--- START ---
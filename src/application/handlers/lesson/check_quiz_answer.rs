//! CheckQuizAnswerHandler - Query handler for grading one quiz answer.

use std::sync::Arc;

use crate::domain::adaptation::content_tier_for;
use crate::domain::content::QuizFeedback;
use crate::domain::foundation::{DomainError, ErrorCode};
use crate::domain::learner::ActiveProfile;
use crate::ports::ContentLibrary;

/// Query grading `option_id` on one quiz question.
#[derive(Debug, Clone)]
pub struct CheckQuizAnswerQuery {
    pub module_id: String,
    pub question_id: String,
    pub option_id: String,
}

/// Handler for quiz grading; explanations come back at the learner's tier.
pub struct CheckQuizAnswerHandler {
    library: Arc<dyn ContentLibrary>,
}

impl CheckQuizAnswerHandler {
    pub fn new(library: Arc<dyn ContentLibrary>) -> Self {
        Self { library }
    }

    pub fn handle(
        &self,
        query: CheckQuizAnswerQuery,
        active: &ActiveProfile,
    ) -> Result<QuizFeedback, DomainError> {
        let profile = active.require()?;
        let module = self.library.module(&query.module_id).ok_or_else(|| {
            DomainError::new(ErrorCode::ModuleNotFound, "Learning module not found")
                .with_detail("module", query.module_id.clone())
        })?;
        let question = module.quiz_question(&query.question_id).ok_or_else(|| {
            DomainError::new(ErrorCode::QuizQuestionNotFound, "Quiz question not found")
                .with_detail("module", query.module_id.clone())
                .with_detail("question", query.question_id.clone())
        })?;

        question
            .check(&query.option_id, content_tier_for(profile))
            .ok_or_else(|| {
                DomainError::new(ErrorCode::OptionNotFound, "Answer option not found")
                    .with_detail("question", query.question_id.clone())
                    .with_detail("option", query.option_id.clone())
            })
    }
}

#[cfg(test)]
mod tests {
    use super::*;
    use crate::adapters::content::BuiltinContentLibrary;
    use crate::domain::codec::decode;

    fn check(code: &str, question: &str, option: &str) -> Result<QuizFeedback, DomainError> {
        CheckQuizAnswerHandler::new(Arc::new(BuiltinContentLibrary::new())).handle(
            CheckQuizAnswerQuery {
                module_id: "cardiovascular-health".to_string(),
                question_id: question.to_string(),
                option_id: option.to_string(),
            },
            &ActiveProfile::with_profile(decode(code).unwrap()),
        )
    }

    #[test]
    fn correct_answer_at_learner_tier() {
        let feedback = check("wise-oak-bridge", "q1", "a").unwrap();
        assert!(feedback.correct);
        assert!(feedback.explanation.starts_with("Correct! The heart's main job"));
    }

    #[test]
    fn wrong_answer_at_simple_tier() {
        let feedback = check("gentle-calm-garden", "q1", "b").unwrap();
        assert!(!feedback.correct);
        assert_eq!(
            feedback.explanation,
            "Not quite. Your lungs help you breathe. Your heart pumps blood."
        );
    }

    #[test]
    fn unknown_question_and_option() {
        assert_eq!(
            check("wise-oak-bridge", "q9", "a").unwrap_err().code,
            ErrorCode::QuizQuestionNotFound
        );
        let err = check("wise-oak-bridge", "q1", "e").unwrap_err();
        assert_eq!(err.code, ErrorCode::OptionNotFound);
        assert!(err.is_user_correctable());
    }
}
//! Questionnaire types supplied by a question bank.

use serde::{Deserialize, Serialize};

/// A selectable answer carrying the weight fed to scoring.
#[derive(Debug, Clone, PartialEq, Eq, Serialize, Deserialize)]
pub struct AnswerOption {
    pub id: String,
    pub label: String,
    pub weight: u8,
}

impl AnswerOption {
    pub fn new(id: impl Into<String>, label: impl Into<String>, weight: u8) -> Self {
        Self {
            id: id.into(),
            label: label.into(),
            weight,
        }
    }
}

/// One questionnaire item.
#[derive(Debug, Clone, PartialEq, Eq, Serialize, Deserialize)]
pub struct Question {
    pub id: String,
    pub prompt: String,
    pub options: Vec<AnswerOption>,
}

impl Question {
    pub fn new(id: impl Into<String>, prompt: impl Into<String>, options: Vec<AnswerOption>) -> Self {
        Self {
            id: id.into(),
            prompt: prompt.into(),
            options,
        }
    }

    /// Finds an option by id.
    pub fn option(&self, option_id: &str) -> Option<&AnswerOption> {
        self.options.iter().find(|o| o.id == option_id)
    }

    /// True if `weight` is carried by at least one option.
    pub fn accepts_weight(&self, weight: u8) -> bool {
        self.options.iter().any(|o| o.weight == weight)
    }
}

/// Position of each scored question in the bank.
///
/// Scoring reads answers by position, so a bank must present its questions
/// in exactly this order.
#[derive(Debug, Clone, Copy, PartialEq, Eq)]
pub enum QuestionSlot {
    LearningStyle = 0,
    TechComfort = 1,
    InterfacePreference = 2,
    ReadingPreference = 3,
    AccessibilityNeeds = 4,
    Motivation = 5,
    Pace = 6,
    Challenge = 7,
    Time = 8,
}

impl QuestionSlot {
    /// Number of scored questions.
    pub const COUNT: usize = 9;

    pub fn index(self) -> usize {
        self as usize
    }
}

#[cfg(test)]
mod tests {
    use super::*;

    fn sample() -> Question {
        Question::new(
            "pace-1",
            "When studying, you typically prefer to:",
            vec![
                AnswerOption::new("a", "Move quickly", 1),
                AnswerOption::new("b", "Steady pace", 2),
                AnswerOption::new("d", "It depends", 2),
            ],
        )
    }

    #[test]
    fn test_option_lookup() {
        let q = sample();
        assert_eq!(q.option("b").map(|o| o.weight), Some(2));
        assert!(q.option("z").is_none());
    }

    #[test]
    fn test_accepts_weight() {
        let q = sample();
        assert!(q.accepts_weight(1));
        assert!(q.accepts_weight(2));
        assert!(!q.accepts_weight(3));
    }

    #[test]
    fn test_slot_indices_follow_bank_order() {
        assert_eq!(QuestionSlot::LearningStyle.index(), 0);
        assert_eq!(QuestionSlot::AccessibilityNeeds.index(), 4);
        assert_eq!(QuestionSlot::Time.index(), QuestionSlot::COUNT - 1);
    }
}
//! Learning modules, lessons and quiz questions.

use serde::{Deserialize, Serialize};

use super::{ContentTier, TieredText};

/// How a lesson is presented.
#[derive(Debug, Clone, Copy, PartialEq, Eq, Serialize, Deserialize)]
#[serde(rename_all = "snake_case")]
pub enum LessonKind {
    Text,
    Video,
    Interactive,
    Quiz,
    Conversational,
}

impl Default for LessonKind {
    fn default() -> Self {
        Self::Text
    }
}

/// One lesson with its tiered body text.
#[derive(Debug, Clone, PartialEq, Eq, Serialize, Deserialize)]
pub struct Lesson {
    pub id: String,
    pub title: String,
    #[serde(default)]
    pub kind: LessonKind,
    pub content: TieredText,
    #[serde(default, skip_serializing_if = "Vec::is_empty")]
    pub visual_aids: Vec<String>,
    #[serde(default, skip_serializing_if = "Option::is_none")]
    pub audio_script: Option<String>,
    /// Whether the conversational tutor can be opened on this lesson.
    #[serde(default)]
    pub conversational_enabled: bool,
}

impl Lesson {
    /// Lesson body for `tier`, falling back through the other tiers.
    pub fn text_for(&self, tier: ContentTier) -> Option<&str> {
        self.content.resolve(tier)
    }
}

/// One answer choice on a quiz question.
#[derive(Debug, Clone, PartialEq, Eq, Serialize, Deserialize)]
pub struct QuizOption {
    pub id: String,
    pub text: TieredText,
    pub correct: bool,
    pub explanation: TieredText,
}

/// Outcome of checking a quiz answer.
#[derive(Debug, Clone, PartialEq, Eq, Serialize)]
pub struct QuizFeedback {
    pub correct: bool,
    pub explanation: String,
}

/// A multiple-choice question with tiered wording.
#[derive(Debug, Clone, PartialEq, Eq, Serialize, Deserialize)]
pub struct QuizQuestion {
    pub id: String,
    pub question: TieredText,
    pub options: Vec<QuizOption>,
}

impl QuizQuestion {
    /// Checks `option_id`, returning the explanation at `tier`.
    ///
    /// `None` when the question has no such option.
    pub fn check(&self, option_id: &str, tier: ContentTier) -> Option<QuizFeedback> {
        let option = self.options.iter().find(|o| o.id == option_id)?;
        Some(QuizFeedback {
            correct: option.correct,
            explanation: option.explanation.resolve(tier).unwrap_or_default().to_string(),
        })
    }

    /// Id of the first correct option.
    pub fn correct_option(&self) -> Option<&str> {
        self.options.iter().find(|o| o.correct).map(|o| o.id.as_str())
    }
}

/// A themed group of lessons plus its end-of-module quiz.
#[derive(Debug, Clone, PartialEq, Eq, Serialize, Deserialize)]
pub struct LearningModule {
    pub id: String,
    pub title: String,
    pub description: String,
    /// Display duration, e.g. "25 min".
    pub duration: String,
    pub lessons: Vec<Lesson>,
    #[serde(default)]
    pub quiz_questions: Vec<QuizQuestion>,
}

impl LearningModule {
    pub fn lesson(&self, lesson_id: &str) -> Option<&Lesson> {
        self.lessons.iter().find(|l| l.id == lesson_id)
    }

    pub fn lesson_index(&self, lesson_id: &str) -> Option<usize> {
        self.lessons.iter().position(|l| l.id == lesson_id)
    }

    pub fn quiz_question(&self, question_id: &str) -> Option<&QuizQuestion> {
        self.quiz_questions.iter().find(|q| q.id == question_id)
    }
}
--- END ---
[Problem to work on]
Word for word, restate the entries from the first line to the line that has "the learner's tier.", both included, and nothing else.

[Answer to this task]
filename src/application/handlers/lesson/check_quiz_answer.rs
//! CheckQuizAnswerHandler - Query handler for grading one quiz answer.

use std::sync::Arc;

use crate::domain::adaptation::content_tier_for;
use crate::domain::content::QuizFeedback;
use crate::domain::foundation::{DomainError, ErrorCode};
use crate::domain::learner::ActiveProfile;
use crate::ports::ContentLibrary;

/// Query grading `option_id` on one quiz question.
#[derive(Debug, Clone)]
pub struct CheckQuizAnswerQuery {
    pub module_id: String,
    pub question_id: String,
    pub option_id: String,
}

/// Handler for quiz grading; explanations come back at the learner's tier.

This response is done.